▶ What needs to be done
Go through the records and report each line holding the string "derive".

Study material Start Marker

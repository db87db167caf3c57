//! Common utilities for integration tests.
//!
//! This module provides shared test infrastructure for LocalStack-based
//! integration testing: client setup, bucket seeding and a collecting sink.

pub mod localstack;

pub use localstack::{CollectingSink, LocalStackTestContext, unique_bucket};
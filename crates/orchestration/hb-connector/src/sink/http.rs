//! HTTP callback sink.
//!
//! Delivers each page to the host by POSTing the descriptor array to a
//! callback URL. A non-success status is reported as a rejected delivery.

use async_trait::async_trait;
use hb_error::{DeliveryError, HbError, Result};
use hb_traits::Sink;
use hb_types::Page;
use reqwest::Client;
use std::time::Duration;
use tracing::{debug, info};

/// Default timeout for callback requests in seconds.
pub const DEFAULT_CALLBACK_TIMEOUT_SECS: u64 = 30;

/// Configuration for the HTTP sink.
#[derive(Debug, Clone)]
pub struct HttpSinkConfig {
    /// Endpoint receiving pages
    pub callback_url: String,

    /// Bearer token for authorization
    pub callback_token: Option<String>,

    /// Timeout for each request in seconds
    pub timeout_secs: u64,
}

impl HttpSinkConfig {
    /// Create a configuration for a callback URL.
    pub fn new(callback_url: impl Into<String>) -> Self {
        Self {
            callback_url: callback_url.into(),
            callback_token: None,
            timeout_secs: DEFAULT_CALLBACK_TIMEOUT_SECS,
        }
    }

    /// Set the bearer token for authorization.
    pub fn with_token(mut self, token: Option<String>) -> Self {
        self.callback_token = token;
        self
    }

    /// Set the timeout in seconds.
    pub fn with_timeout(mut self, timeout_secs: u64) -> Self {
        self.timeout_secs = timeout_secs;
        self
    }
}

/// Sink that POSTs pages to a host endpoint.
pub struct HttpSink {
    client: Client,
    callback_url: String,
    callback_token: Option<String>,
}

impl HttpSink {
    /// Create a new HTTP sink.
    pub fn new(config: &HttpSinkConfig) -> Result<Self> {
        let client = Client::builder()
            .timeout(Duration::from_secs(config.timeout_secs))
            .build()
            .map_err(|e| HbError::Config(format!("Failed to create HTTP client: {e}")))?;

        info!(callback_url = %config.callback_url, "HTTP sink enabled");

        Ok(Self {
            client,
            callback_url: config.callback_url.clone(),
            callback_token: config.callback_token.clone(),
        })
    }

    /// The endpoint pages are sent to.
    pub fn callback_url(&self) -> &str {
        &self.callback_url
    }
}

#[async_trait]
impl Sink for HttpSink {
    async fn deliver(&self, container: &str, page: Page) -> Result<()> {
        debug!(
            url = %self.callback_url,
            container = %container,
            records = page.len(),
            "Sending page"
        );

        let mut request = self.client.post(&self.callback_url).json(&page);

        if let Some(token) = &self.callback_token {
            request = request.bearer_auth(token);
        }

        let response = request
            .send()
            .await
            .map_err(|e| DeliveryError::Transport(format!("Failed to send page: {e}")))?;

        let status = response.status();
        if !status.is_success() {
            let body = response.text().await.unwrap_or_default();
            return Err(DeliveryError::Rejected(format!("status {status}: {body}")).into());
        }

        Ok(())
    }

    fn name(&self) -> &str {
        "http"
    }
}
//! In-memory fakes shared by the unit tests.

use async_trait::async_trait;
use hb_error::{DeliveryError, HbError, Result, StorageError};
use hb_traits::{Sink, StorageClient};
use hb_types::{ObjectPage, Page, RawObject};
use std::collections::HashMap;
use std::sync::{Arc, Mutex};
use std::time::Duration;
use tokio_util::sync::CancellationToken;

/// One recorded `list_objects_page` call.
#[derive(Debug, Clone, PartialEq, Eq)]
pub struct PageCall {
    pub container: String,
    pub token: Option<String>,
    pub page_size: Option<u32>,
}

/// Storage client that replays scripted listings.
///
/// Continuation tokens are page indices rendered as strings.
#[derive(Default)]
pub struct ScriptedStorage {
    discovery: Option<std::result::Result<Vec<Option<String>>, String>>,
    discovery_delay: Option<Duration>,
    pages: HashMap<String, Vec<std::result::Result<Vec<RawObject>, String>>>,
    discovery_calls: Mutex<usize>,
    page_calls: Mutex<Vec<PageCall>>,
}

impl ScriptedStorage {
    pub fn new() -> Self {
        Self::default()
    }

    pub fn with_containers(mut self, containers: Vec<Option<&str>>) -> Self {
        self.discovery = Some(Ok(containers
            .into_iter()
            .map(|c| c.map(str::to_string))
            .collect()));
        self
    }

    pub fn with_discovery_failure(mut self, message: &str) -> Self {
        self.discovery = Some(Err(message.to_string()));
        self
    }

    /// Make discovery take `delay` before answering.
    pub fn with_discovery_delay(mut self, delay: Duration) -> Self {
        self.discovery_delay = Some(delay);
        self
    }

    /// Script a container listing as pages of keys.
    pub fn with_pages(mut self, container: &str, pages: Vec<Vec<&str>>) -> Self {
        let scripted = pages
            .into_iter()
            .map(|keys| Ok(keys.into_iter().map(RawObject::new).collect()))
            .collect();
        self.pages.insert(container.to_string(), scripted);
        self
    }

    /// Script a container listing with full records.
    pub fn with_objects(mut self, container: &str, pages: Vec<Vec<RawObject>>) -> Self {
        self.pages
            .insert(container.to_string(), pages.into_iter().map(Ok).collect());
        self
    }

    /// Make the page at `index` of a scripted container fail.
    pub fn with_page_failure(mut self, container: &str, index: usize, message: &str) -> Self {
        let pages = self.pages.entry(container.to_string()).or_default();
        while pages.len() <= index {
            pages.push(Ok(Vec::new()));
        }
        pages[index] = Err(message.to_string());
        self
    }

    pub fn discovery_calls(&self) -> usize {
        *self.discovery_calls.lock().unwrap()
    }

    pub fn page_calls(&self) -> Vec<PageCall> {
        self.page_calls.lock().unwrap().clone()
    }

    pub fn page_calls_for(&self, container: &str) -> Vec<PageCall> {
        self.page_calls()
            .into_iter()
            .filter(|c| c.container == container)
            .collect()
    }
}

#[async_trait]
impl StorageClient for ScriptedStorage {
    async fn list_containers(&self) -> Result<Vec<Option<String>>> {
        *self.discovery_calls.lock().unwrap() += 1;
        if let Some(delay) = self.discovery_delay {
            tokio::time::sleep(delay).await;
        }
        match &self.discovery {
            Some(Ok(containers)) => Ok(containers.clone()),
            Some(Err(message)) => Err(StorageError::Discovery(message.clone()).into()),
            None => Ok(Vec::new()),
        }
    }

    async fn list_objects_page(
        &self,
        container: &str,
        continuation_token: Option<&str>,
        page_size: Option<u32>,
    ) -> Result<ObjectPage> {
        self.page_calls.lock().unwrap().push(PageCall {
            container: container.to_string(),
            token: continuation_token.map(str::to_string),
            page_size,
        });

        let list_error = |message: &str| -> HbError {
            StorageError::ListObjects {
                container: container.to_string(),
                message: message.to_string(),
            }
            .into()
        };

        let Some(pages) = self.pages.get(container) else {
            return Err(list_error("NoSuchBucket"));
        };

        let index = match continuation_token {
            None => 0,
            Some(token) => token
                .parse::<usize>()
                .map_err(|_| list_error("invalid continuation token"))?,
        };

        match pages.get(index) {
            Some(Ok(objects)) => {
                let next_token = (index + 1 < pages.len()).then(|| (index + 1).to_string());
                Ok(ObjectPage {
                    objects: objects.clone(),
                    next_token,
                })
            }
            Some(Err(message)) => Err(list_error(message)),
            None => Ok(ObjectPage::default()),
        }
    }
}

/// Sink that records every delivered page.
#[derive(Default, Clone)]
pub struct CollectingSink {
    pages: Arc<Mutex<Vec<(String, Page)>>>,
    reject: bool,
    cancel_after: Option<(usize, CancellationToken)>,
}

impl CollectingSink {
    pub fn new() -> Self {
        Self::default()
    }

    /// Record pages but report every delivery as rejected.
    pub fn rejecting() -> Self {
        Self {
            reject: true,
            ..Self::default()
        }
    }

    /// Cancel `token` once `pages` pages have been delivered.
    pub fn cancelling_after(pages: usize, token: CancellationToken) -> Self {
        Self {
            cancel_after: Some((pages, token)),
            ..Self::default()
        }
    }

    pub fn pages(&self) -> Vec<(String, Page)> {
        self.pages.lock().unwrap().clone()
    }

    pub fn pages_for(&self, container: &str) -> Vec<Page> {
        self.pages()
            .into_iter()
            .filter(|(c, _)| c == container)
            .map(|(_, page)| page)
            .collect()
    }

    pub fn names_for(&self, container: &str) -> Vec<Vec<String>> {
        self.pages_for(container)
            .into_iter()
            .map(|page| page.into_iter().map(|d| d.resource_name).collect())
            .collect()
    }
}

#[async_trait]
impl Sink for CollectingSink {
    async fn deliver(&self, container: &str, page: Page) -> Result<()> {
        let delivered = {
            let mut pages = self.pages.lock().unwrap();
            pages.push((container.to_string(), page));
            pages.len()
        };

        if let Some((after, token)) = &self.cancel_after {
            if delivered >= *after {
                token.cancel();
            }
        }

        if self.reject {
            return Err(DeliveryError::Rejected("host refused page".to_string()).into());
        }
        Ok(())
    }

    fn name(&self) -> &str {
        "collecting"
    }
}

Study material End Marker

▶ Result of this exercise
#[derive(Debug, Clone)]
#[derive(Debug, Clone, PartialEq, Eq)]
#[derive(Default)]
#[derive(Default, Clone)]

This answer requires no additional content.